*WHAT IS REQUIRED*: Your answer should be a single number: how many lines of the material below contain "NewPlanet".

*-*-*

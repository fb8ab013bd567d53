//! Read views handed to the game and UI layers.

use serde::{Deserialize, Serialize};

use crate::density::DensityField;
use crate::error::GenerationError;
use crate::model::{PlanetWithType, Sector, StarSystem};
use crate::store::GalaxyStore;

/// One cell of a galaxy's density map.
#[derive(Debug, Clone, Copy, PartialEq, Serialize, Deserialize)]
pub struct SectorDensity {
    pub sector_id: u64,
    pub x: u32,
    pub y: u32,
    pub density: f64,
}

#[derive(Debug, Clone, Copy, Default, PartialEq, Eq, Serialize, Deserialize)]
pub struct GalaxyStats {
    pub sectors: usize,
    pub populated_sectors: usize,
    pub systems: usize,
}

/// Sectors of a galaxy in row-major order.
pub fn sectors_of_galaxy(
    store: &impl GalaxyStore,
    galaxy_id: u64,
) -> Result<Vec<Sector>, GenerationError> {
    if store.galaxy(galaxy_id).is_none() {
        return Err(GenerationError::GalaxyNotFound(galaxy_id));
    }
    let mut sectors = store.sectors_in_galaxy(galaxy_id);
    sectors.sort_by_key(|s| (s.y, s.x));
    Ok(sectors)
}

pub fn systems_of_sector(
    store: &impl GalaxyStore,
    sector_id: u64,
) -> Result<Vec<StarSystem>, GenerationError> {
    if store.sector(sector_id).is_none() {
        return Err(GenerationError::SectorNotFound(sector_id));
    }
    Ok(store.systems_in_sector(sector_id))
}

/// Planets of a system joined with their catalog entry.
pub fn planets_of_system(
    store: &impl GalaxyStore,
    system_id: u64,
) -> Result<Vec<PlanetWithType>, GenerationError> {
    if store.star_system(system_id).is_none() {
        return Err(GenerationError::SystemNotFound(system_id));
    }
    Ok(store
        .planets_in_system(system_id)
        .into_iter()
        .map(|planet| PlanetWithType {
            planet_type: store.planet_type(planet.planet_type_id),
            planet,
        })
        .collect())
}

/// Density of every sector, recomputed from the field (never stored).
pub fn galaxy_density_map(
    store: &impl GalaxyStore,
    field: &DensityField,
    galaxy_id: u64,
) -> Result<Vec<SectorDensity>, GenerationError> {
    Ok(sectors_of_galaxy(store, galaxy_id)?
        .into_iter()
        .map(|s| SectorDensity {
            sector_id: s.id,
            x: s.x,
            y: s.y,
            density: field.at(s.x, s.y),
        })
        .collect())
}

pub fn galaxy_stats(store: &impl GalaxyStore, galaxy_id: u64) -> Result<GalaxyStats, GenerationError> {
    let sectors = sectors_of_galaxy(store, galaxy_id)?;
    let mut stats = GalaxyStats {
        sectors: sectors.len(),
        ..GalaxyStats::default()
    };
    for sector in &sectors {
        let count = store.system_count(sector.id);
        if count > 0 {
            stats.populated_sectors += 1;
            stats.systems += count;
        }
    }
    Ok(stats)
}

*-*-*

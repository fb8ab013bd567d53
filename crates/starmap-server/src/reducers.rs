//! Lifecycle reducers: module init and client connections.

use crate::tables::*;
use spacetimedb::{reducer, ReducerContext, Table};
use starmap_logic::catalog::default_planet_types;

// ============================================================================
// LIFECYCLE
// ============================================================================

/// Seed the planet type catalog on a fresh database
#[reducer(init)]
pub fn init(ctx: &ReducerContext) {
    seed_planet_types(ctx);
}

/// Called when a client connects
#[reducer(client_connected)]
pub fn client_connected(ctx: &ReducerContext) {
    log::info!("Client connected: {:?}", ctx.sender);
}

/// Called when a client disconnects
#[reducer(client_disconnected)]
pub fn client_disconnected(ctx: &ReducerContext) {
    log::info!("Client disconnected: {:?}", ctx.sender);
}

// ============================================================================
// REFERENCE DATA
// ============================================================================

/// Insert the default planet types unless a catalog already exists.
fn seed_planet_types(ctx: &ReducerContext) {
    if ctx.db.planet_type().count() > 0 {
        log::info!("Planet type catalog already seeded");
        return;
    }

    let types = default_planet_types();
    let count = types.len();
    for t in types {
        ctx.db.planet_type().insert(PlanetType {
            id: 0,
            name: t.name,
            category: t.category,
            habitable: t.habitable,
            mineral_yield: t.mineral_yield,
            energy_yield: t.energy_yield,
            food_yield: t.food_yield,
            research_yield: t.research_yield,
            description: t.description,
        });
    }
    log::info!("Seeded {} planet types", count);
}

*-*-*

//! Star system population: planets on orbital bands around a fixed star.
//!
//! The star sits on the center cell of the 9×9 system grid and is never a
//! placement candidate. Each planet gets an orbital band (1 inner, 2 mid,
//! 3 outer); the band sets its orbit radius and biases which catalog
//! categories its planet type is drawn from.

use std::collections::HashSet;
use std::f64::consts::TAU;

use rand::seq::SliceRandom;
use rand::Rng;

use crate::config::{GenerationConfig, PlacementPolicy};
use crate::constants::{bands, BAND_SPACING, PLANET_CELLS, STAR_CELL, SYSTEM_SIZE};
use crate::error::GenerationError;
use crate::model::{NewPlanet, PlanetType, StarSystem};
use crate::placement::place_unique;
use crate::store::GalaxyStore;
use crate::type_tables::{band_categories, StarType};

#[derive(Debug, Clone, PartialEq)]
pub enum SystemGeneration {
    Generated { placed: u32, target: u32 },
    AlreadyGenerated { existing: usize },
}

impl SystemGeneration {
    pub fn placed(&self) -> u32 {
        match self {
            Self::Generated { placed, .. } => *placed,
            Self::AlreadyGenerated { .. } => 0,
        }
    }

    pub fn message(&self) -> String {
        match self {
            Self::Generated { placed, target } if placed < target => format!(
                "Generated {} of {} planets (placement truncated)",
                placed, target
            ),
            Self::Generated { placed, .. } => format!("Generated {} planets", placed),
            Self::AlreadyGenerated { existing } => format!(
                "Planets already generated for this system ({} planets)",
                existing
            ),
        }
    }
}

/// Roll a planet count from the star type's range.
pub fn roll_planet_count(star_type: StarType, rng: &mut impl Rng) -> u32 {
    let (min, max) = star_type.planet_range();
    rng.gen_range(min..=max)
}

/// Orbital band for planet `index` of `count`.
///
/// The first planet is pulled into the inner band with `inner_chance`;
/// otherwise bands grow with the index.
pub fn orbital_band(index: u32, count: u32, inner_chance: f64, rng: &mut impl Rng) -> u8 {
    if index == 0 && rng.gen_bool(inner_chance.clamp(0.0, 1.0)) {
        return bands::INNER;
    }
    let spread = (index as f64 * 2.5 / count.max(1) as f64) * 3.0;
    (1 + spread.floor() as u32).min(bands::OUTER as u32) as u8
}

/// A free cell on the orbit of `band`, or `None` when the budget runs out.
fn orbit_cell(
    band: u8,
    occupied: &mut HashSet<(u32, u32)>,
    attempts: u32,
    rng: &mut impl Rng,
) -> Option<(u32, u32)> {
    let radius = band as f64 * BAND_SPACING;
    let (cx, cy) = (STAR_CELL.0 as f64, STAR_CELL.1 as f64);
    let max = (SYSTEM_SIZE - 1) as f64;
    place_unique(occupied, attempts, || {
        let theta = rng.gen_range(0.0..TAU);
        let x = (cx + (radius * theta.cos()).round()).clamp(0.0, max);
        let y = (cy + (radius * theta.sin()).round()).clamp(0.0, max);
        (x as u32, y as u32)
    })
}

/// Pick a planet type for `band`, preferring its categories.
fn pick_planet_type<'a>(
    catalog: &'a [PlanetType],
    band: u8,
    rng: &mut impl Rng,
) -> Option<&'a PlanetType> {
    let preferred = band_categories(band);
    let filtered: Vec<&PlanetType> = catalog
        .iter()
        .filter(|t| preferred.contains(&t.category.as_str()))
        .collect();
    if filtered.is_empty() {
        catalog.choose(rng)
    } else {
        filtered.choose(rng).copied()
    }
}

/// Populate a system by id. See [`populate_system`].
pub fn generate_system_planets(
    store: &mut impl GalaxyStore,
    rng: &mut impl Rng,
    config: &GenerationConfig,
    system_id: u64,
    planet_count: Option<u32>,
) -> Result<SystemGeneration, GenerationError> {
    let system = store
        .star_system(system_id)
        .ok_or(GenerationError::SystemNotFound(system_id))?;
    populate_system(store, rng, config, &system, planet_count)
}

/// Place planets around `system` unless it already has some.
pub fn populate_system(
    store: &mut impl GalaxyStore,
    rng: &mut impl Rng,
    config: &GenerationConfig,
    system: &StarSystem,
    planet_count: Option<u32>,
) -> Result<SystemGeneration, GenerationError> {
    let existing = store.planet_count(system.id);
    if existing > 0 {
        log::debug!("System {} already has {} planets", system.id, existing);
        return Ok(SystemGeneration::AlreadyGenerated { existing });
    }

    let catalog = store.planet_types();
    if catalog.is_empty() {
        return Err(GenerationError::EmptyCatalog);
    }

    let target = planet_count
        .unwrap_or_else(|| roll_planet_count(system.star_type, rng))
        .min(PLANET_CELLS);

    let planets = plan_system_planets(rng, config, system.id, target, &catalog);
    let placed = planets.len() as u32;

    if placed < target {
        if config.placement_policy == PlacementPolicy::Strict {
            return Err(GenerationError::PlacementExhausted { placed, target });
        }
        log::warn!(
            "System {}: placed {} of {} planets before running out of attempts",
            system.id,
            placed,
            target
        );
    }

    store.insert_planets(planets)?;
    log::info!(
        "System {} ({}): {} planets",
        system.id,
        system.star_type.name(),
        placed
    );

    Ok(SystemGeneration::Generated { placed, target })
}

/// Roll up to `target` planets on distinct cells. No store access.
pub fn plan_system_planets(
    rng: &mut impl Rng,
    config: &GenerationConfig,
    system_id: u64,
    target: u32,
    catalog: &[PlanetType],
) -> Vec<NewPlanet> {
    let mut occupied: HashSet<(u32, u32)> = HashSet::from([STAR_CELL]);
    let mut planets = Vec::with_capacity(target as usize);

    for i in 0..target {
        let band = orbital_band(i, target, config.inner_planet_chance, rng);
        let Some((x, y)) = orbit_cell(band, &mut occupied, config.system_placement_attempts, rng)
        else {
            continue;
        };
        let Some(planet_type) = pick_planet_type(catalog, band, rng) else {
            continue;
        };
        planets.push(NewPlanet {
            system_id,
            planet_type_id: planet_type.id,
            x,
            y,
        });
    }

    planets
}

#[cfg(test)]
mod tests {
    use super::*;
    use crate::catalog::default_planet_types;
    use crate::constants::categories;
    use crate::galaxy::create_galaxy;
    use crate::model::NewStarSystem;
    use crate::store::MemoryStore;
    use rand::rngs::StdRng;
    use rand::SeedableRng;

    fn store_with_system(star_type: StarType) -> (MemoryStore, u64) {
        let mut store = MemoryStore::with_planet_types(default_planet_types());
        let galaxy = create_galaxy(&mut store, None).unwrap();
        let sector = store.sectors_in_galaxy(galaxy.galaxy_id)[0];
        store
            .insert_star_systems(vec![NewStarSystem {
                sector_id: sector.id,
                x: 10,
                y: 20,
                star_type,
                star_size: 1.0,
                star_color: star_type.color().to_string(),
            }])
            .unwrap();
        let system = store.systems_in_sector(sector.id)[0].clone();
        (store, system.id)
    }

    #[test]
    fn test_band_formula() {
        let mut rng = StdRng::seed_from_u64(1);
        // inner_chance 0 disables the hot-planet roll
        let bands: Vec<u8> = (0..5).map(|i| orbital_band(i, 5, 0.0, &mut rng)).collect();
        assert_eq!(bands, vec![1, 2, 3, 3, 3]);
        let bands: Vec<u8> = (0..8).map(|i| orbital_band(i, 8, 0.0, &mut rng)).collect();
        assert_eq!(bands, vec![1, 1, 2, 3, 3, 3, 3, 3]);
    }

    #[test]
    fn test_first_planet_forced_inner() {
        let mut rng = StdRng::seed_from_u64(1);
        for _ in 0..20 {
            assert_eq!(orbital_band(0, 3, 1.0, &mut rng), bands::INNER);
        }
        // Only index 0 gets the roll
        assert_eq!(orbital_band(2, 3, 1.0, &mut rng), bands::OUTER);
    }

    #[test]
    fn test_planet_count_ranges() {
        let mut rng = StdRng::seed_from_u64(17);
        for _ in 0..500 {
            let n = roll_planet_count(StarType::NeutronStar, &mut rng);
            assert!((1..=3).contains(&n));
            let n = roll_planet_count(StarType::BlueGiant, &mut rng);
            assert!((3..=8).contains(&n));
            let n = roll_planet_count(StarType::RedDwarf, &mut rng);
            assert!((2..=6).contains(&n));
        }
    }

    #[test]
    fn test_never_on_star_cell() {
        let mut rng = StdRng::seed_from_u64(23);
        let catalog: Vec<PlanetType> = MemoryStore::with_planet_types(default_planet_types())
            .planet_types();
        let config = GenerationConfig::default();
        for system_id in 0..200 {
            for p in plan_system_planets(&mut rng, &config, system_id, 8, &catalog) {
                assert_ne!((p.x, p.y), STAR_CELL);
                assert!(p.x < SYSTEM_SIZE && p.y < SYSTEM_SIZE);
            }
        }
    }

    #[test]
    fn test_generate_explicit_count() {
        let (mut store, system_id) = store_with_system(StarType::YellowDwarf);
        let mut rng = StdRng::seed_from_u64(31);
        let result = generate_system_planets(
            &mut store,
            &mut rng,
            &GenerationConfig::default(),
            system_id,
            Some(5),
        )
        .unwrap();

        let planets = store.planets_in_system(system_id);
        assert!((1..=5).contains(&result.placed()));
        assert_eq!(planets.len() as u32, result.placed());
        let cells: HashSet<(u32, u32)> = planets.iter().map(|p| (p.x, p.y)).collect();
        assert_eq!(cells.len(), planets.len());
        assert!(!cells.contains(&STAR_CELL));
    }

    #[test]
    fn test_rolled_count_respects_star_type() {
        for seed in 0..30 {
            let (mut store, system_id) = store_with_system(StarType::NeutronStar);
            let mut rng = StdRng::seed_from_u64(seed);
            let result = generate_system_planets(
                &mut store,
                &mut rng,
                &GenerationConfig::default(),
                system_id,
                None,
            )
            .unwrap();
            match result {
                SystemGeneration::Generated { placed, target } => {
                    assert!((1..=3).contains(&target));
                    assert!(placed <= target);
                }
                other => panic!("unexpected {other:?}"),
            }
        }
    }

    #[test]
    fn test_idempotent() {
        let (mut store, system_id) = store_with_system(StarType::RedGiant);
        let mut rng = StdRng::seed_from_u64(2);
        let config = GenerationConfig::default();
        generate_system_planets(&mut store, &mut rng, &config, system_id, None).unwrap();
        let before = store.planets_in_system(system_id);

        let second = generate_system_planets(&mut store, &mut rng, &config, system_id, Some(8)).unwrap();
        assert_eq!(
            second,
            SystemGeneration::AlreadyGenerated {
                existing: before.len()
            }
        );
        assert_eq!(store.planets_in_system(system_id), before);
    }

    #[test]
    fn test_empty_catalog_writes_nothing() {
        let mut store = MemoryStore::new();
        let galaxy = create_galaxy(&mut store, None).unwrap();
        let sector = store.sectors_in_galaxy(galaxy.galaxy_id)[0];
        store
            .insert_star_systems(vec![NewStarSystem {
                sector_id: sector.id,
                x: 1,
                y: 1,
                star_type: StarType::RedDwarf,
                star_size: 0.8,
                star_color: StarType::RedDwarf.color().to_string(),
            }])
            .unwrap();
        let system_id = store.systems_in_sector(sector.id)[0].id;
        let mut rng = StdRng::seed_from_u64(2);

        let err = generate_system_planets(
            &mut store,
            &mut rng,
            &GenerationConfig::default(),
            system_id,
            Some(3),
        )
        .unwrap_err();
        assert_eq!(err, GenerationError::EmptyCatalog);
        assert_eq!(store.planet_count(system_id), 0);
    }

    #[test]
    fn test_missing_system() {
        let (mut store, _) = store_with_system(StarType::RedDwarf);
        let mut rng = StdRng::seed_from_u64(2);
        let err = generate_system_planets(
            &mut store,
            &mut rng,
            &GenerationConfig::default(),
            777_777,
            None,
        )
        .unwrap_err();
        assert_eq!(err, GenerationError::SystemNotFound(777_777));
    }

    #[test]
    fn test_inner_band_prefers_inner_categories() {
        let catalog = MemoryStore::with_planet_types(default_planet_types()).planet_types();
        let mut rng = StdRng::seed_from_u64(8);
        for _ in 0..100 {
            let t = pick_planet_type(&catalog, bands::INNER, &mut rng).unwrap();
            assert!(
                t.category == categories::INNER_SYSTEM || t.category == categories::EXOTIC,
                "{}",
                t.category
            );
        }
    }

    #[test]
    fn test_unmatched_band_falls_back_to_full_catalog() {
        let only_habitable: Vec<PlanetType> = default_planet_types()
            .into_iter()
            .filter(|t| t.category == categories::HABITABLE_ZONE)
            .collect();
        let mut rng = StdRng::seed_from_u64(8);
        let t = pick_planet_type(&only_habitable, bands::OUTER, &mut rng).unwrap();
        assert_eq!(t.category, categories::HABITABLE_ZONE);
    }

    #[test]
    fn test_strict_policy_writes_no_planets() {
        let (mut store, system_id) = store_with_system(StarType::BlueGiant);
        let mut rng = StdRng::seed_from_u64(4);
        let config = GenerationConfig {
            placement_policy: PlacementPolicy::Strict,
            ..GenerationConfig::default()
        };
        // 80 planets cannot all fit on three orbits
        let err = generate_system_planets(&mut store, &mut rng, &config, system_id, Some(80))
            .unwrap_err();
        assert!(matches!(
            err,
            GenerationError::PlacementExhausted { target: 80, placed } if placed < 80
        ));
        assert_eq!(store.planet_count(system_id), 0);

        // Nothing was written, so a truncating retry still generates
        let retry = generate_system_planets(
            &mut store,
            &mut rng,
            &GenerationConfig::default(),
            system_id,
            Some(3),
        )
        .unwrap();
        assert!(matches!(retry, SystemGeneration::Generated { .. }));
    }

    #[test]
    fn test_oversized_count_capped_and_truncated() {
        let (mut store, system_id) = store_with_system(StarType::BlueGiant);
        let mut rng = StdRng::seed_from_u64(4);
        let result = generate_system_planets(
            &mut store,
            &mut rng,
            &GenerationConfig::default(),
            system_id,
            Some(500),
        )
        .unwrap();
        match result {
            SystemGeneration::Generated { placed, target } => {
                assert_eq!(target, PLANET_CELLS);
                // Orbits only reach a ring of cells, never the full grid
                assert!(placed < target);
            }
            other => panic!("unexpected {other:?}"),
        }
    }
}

*-*-*

*TASK ANSWER*: 3